B.    Sumber – Sumber Tasyri Masa Tabi’in

              Pada zaman nabi dan khalifah, berjalannya hukum Islam senantiasa sejalan dengan kebijaksanaan para pemegang kekuasaan pemerintahan karena kekuasaan kehakiman dipegang dan dijalankan langsung oleh pemimpin Negara. Akan tetapi setelah kepemimpinan berpindah ketangan Bani Umayah.[5]
              Perkembangan hukum Islam menunjukan arah yang berlainan. Hukum yang seharusnya berfungsi sebbagai sandaran tempat kembali bagi pihak-pihak yang berselisih, sejak zaman muawiyah berubah sifatnya menjadi alat dan pelindung bagi kepentingan-kepentingan golongan yang sedang barkuasa.

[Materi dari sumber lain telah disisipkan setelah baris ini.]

//! rollguard-ctl: the `rollguard` binary's engine room.
//!
//! Wires the strategy executor, trigger monitor, and rollback executor
//! together behind the workload lease:
//!
//! ```text
//! deploy ──► preflight (JoinSet) ──► lease ──► baseline backup ──► StrategyExecutor::run
//!                                               │ failed + live mutated
//!                                               └─► RollbackExecutor::run (same lease)
//!        └─ --monitor ──► TriggerMonitor::run ──► Triggered ──► lease ──► RollbackExecutor::run
//! ```
//!
//! Every outcome is recorded in the history store before it is returned.

pub mod cluster_lease;
pub mod confirm;
pub mod orchestrator;
pub mod preflight;
pub mod report;

pub use confirm::StdinConfirmer;
pub use orchestrator::{
    DeployReport, DeployRequest, MonitorReport, Orchestrator, OrchestratorError,
};
pub use preflight::{PreflightError, Preflight};
pub use report::OutputFormat;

              Karena pada tahun-tahun permulaan, perhatian pemerintah tercurahkan untuk menghadapi peperangan dengan Negara-negara lain, makaperkembangan hokum Islam banyak sekali mendapat pengaruh dari keputusan-keputusan para qodhi yang diangkat Gubernur dan fatwa-fatwa para ahli hukum diluar pemerintahan yang dianggap mampu dan berpengetahuan luar tentang Al-Qur’an dan Al-sunnah.
              Secara umum tabi’in mengikuti langkah-langkah penetapan hukum yang dilakukan oleh sahabat dalam mengeluarkan hukum. Langkah-langkah yang mereka lakukan diantaranya mencari ketentuan dalam Al-Qur’an. Apabila ketentuan itu tidak ada, mereka mencari dalam As-Sunnah. Apabila tidak ditetapkan dalam Al-Qur’an dan Sunnah, mereka kembali kepada pendapat sahabat. Apabila pendapat sahabat tidak diperoleh, mereka berijtihad.

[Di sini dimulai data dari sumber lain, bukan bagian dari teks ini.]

//! Append-only backup store.
//!
//! A backup is a JSON payload file under the backups directory plus an
//! entry in the state store index. Publishing writes the payload to a
//! temp file in the same directory, fsyncs it, renames it into place
//! without overwriting, and only then registers it. A backup that is not
//! in the index does not exist to readers.

use std::collections::BTreeMap;
use std::io::Write;
use std::path::{Path, PathBuf};

use rollguard_core::{Backup, BackupContents, epoch_millis, is_valid_backup_name};
use sha2::{Digest, Sha256};
use tracing::{debug, info};

use crate::error::{StateError, StateResult};
use crate::store::StateStore;

/// Metadata key holding the payload's SHA-256.
pub const CHECKSUM_KEY: &str = "sha256";

/// Metadata key recording why a backup was taken.
pub const PURPOSE_KEY: &str = "purpose";

#[derive(Debug, Clone, Copy, PartialEq, Eq)]
pub enum BackupPurpose {
    /// Operator-requested; also any backup without a purpose.
    Manual,
    /// Taken just before a rollout touched the cluster.
    PreDeploy,
    /// Safety copy taken before a rollback wrote anything.
    PreRollback,
}

impl BackupPurpose {
    pub fn as_str(self) -> &'static str {
        match self {
            Self::Manual => "manual",
            Self::PreDeploy => "pre-deploy",
            Self::PreRollback => "pre-rollback",
        }
    }

    pub fn of(backup: &Backup) -> Self {
        match backup.metadata.get(PURPOSE_KEY).map(String::as_str) {
            Some("pre-deploy") => Self::PreDeploy,
            Some("pre-rollback") => Self::PreRollback,
            _ => Self::Manual,
        }
    }

    /// Metadata carrying this purpose, ready for [`BackupStore::create`].
    pub fn metadata(self) -> BTreeMap<String, String> {
        BTreeMap::from([(PURPOSE_KEY.to_string(), self.as_str().to_string())])
    }
}

#[derive(Clone)]
pub struct BackupStore {
    dir: PathBuf,
    state: StateStore,
}

fn io_err(path: &Path) -> impl FnOnce(std::io::Error) -> StateError + '_ {
    move |source| StateError::Io {
        path: path.to_path_buf(),
        source,
    }
}

/// A fresh, time-ordered backup name: `{prefix}-{uuid}`.
pub fn generate_name(prefix: &str) -> String {
    format!("{prefix}-{}", uuid::Uuid::now_v7().simple())
}

impl BackupStore {
    pub fn new(dir: impl Into<PathBuf>, state: StateStore) -> Self {
        Self {
            dir: dir.into(),
            state,
        }
    }

    pub fn dir(&self) -> &Path {
        &self.dir
    }

    /// Create the backups directory and confirm it accepts writes.
    pub fn check_writable(&self) -> StateResult<()> {
        std::fs::create_dir_all(&self.dir).map_err(io_err(&self.dir))?;
        let probe = tempfile::NamedTempFile::new_in(&self.dir).map_err(io_err(&self.dir))?;
        drop(probe);
        Ok(())
    }

    /// Publish a new backup under `name`.
    ///
    /// `metadata` is merged with the generated keys (`sha256`,
    /// `namespace`, `components`, `database_version`).
    pub fn create(
        &self,
        name: &str,
        contents: &BackupContents,
        metadata: BTreeMap<String, String>,
    ) -> StateResult<Backup> {
        if !is_valid_backup_name(name) {
            return Err(StateError::InvalidBackupName(name.to_string()));
        }
        if self.state.get_backup(name)?.is_some() {
            return Err(StateError::BackupExists(name.to_string()));
        }

        let payload = serde_json::to_vec_pretty(contents)
            .map_err(|e| StateError::Serialize(e.to_string()))?;
        let checksum = hex::encode(Sha256::digest(&payload));

        std::fs::create_dir_all(&self.dir).map_err(io_err(&self.dir))?;
        let path = self.dir.join(format!("{name}.json"));

        let mut tmp = tempfile::NamedTempFile::new_in(&self.dir).map_err(io_err(&self.dir))?;
        tmp.write_all(&payload).map_err(io_err(tmp.path()))?;
        tmp.as_file().sync_all().map_err(io_err(&path))?;
        tmp.persist_noclobber(&path).map_err(|e| {
            if e.error.kind() == std::io::ErrorKind::AlreadyExists {
                StateError::BackupExists(name.to_string())
            } else {
                StateError::Io {
                    path: path.clone(),
                    source: e.error,
                }
            }
        })?;
        debug!(backup = %name, path = %path.display(), "backup payload published");

        let mut metadata = metadata;
        metadata.insert(CHECKSUM_KEY.to_string(), checksum);
        metadata.insert("namespace".to_string(), contents.namespace.clone());
        let components: Vec<&str> = contents.objects.keys().map(|c| c.as_str()).collect();
        metadata.insert("components".to_string(), components.join(","));
        if let Some(version) = contents.database_version {
            metadata.insert("database_version".to_string(), version.to_string());
        }

        let backup = Backup {
            id: name.to_string(),
            path,
            created_at: epoch_millis(),
            metadata,
        };
        if let Err(e) = self.state.insert_backup(&backup) {
            // Lost a race for the name; leave the winner's payload alone.
            if !matches!(e, StateError::BackupExists(_)) {
                let _ = std::fs::remove_file(&backup.path);
            }
            return Err(e);
        }
        info!(backup = %name, objects = contents.objects.values().map(Vec::len).sum::<usize>(), "backup created");
        Ok(backup)
    }

    pub fn get(&self, name: &str) -> StateResult<Backup> {
        self.state
            .get_backup(name)?
            .ok_or_else(|| StateError::NotFound(format!("backup {name}")))
    }

    pub fn exists(&self, name: &str) -> StateResult<bool> {
        Ok(self.state.get_backup(name)?.is_some())
    }

    /// Read a backup's payload, verifying its checksum.
    pub fn load(&self, name: &str) -> StateResult<(Backup, BackupContents)> {
        let backup = self.get(name)?;
        let payload = std::fs::read(&backup.path).map_err(io_err(&backup.path))?;
        if let Some(expected) = backup.metadata.get(CHECKSUM_KEY) {
            let actual = hex::encode(Sha256::digest(&payload));
            if &actual != expected {
                return Err(StateError::Checksum {
                    name: name.to_string(),
                });
            }
        }
        let contents: BackupContents = serde_json::from_slice(&payload)
            .map_err(|e| StateError::Deserialize(e.to_string()))?;
        Ok((backup, contents))
    }

    /// All backups, newest first.
    pub fn list(&self) -> StateResult<Vec<Backup>> {
        self.state.list_backups()
    }

    /// The state `previous` returns to: the newest pre-deploy backup, or
    /// failing that the newest backup that is not a rollback's safety copy.
    pub fn baseline(&self) -> StateResult<Option<Backup>> {
        let backups = self.list()?;
        let pre_deploy = backups
            .iter()
            .find(|b| BackupPurpose::of(b) == BackupPurpose::PreDeploy);
        let fallback = || {
            backups
                .iter()
                .find(|b| BackupPurpose::of(b) != BackupPurpose::PreRollback)
        };
        Ok(pre_deploy.or_else(fallback).cloned())
    }
}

              Dengan demikian sumber hukum pada masa tabi’in adalah Al-Qur’an, Al-Sunnah, ijmak sahabat, dan ijtihad.
C.    Pengaruh Ahli Hadist Dan Ahli Ra’yu Terhadap Tasyri Masa Tabi’in
              Pada masa tabi’in ini para ulama’ dibedakan menjadi dua aliran yaitu Al-Hadits (madrasah al-madinah), al-hadits ra’yu (madrasah al-kufah). Al-hadits adalah golongan yang banyak menggunakan riwayat dan sangat berhati-hati dalam penggunaan ra’yu. Imam malik brpendapat bahwa, ijma’ penduduk madinah merupakan hujjah yang wajib diikuti. Dalam perkembangan selanjutnya aliran ini terpecah, seperti aliran maikiyah, syafi’iyah, hanbaliyah, dan hanafiyah.[6]

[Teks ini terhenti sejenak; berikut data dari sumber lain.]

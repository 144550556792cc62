//! rollguard-core: shared domain types and configuration.
//!
//! Everything the rollout, trigger, and rollback crates exchange lives
//! here: the `Deployment` record and its phase log, rollback requests and
//! targets, backups, and the structured outcomes handed to reporting.

pub mod config;
pub mod duration;
pub mod error;
pub mod types;

pub use config::RollguardConfig;
pub use duration::parse_duration;
pub use error::{ConfigError, TargetError};
pub use types::*;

              Adapun ahli ra’yu lebih banyak menggunakan ra’yu ditambah hadits. Munculnya dua aliran pemikiran hukum ini semakin mempercepat perkembangan ikhtilaf. Dan pada saat yang sama, semakin memotifasi perkembangan hukum Islam.
              Kedua aliran tersebut, masing-masing memiliki pendapat dan pengikut sendiri. Disisi lain munculnya dua aliran pemikiran hukum ini merupakan bukti bahwa dalam Islam terdapat kebebasan berfikir dan masing-masing saling menghargai perbedaan pendapat diantara mereka.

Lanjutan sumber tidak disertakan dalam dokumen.